* _The data_:
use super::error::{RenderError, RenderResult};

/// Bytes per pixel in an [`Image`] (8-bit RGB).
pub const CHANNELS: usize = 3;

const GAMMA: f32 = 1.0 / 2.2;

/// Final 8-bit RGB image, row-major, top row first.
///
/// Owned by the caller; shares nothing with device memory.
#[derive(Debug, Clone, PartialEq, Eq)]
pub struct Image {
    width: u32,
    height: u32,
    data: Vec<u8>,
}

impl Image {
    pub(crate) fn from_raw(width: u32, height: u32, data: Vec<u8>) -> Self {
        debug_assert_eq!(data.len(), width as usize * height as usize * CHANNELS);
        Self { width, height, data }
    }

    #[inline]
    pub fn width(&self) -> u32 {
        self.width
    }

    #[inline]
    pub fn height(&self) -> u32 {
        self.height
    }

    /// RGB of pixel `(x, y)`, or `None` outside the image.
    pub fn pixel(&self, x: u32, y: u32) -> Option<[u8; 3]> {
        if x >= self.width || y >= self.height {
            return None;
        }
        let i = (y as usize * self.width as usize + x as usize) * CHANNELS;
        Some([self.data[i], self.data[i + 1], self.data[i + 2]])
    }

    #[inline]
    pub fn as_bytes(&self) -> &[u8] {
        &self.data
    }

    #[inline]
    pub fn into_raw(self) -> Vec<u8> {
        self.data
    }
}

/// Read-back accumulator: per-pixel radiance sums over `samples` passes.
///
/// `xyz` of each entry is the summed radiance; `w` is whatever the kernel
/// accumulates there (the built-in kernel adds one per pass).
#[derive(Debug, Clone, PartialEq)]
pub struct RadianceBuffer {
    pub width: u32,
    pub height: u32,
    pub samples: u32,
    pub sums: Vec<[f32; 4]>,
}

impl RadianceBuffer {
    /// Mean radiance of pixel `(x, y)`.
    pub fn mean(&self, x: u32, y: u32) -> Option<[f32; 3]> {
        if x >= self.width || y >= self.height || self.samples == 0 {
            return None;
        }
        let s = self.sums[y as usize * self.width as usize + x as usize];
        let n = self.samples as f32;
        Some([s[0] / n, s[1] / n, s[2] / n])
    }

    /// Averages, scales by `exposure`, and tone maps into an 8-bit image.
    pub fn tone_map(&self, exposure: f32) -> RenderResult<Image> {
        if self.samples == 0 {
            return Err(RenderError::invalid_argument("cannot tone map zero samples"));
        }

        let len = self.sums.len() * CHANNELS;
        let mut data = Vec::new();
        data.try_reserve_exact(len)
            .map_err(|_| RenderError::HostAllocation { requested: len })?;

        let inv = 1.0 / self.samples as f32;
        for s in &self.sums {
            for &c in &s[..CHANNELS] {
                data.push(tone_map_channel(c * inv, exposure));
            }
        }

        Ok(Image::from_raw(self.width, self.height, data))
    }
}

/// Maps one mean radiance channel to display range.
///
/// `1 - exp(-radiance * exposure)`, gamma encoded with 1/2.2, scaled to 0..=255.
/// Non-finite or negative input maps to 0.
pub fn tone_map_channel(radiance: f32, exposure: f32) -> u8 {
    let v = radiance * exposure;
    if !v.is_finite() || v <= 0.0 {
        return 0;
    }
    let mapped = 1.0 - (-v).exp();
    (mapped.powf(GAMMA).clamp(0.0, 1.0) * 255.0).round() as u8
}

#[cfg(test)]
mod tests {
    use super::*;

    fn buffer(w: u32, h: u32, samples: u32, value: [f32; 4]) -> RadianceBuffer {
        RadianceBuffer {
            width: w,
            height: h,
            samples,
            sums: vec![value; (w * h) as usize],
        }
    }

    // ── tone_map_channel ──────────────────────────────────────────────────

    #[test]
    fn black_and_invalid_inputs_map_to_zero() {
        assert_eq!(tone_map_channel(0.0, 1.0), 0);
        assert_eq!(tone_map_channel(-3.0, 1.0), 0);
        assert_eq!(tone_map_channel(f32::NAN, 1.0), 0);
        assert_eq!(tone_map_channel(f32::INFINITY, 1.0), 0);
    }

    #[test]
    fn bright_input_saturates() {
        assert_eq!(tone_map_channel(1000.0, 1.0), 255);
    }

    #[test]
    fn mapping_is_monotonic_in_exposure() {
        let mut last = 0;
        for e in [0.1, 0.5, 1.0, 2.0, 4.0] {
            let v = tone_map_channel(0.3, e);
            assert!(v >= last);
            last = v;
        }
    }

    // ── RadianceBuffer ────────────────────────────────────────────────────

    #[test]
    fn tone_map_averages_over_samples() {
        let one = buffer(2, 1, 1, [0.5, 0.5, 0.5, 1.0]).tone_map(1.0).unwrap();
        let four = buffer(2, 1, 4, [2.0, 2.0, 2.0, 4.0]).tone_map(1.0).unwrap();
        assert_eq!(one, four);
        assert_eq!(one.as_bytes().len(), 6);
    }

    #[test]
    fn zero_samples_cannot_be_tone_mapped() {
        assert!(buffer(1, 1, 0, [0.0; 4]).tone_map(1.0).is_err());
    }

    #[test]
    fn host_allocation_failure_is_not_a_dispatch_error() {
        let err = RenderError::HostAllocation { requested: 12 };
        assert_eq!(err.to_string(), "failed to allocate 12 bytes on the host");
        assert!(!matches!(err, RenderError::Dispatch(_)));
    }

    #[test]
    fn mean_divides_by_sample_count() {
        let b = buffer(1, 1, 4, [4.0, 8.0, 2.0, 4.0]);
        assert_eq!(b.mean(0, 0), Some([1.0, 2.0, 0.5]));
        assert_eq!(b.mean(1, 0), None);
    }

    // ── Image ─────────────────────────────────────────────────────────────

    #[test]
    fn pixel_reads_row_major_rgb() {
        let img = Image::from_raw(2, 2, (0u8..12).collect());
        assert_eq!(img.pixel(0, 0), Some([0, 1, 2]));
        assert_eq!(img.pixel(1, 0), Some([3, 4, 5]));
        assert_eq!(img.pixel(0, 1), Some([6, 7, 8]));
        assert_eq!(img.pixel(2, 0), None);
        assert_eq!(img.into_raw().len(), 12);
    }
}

* _What the task asks_: Reproduce only the lines from the top of the material through the one bearing "let i = (y as", each exactly as it stands.

* _Output below_:
use super::error::{RenderError, RenderResult};

/// Bytes per pixel in an [`Image`] (8-bit RGB).
pub const CHANNELS: usize = 3;

const GAMMA: f32 = 1.0 / 2.2;

/// Final 8-bit RGB image, row-major, top row first.
///
/// Owned by the caller; shares nothing with device memory.
#[derive(Debug, Clone, PartialEq, Eq)]
pub struct Image {
    width: u32,
    height: u32,
    data: Vec<u8>,
}

impl Image {
    pub(crate) fn from_raw(width: u32, height: u32, data: Vec<u8>) -> Self {
        debug_assert_eq!(data.len(), width as usize * height as usize * CHANNELS);
        Self { width, height, data }
    }

    #[inline]
    pub fn width(&self) -> u32 {
        self.width
    }

    #[inline]
    pub fn height(&self) -> u32 {
        self.height
    }

    /// RGB of pixel `(x, y)`, or `None` outside the image.
    pub fn pixel(&self, x: u32, y: u32) -> Option<[u8; 3]> {
        if x >= self.width || y >= self.height {
            return None;
        }
        let i = (y as usize * self.width as usize + x as usize) * CHANNELS;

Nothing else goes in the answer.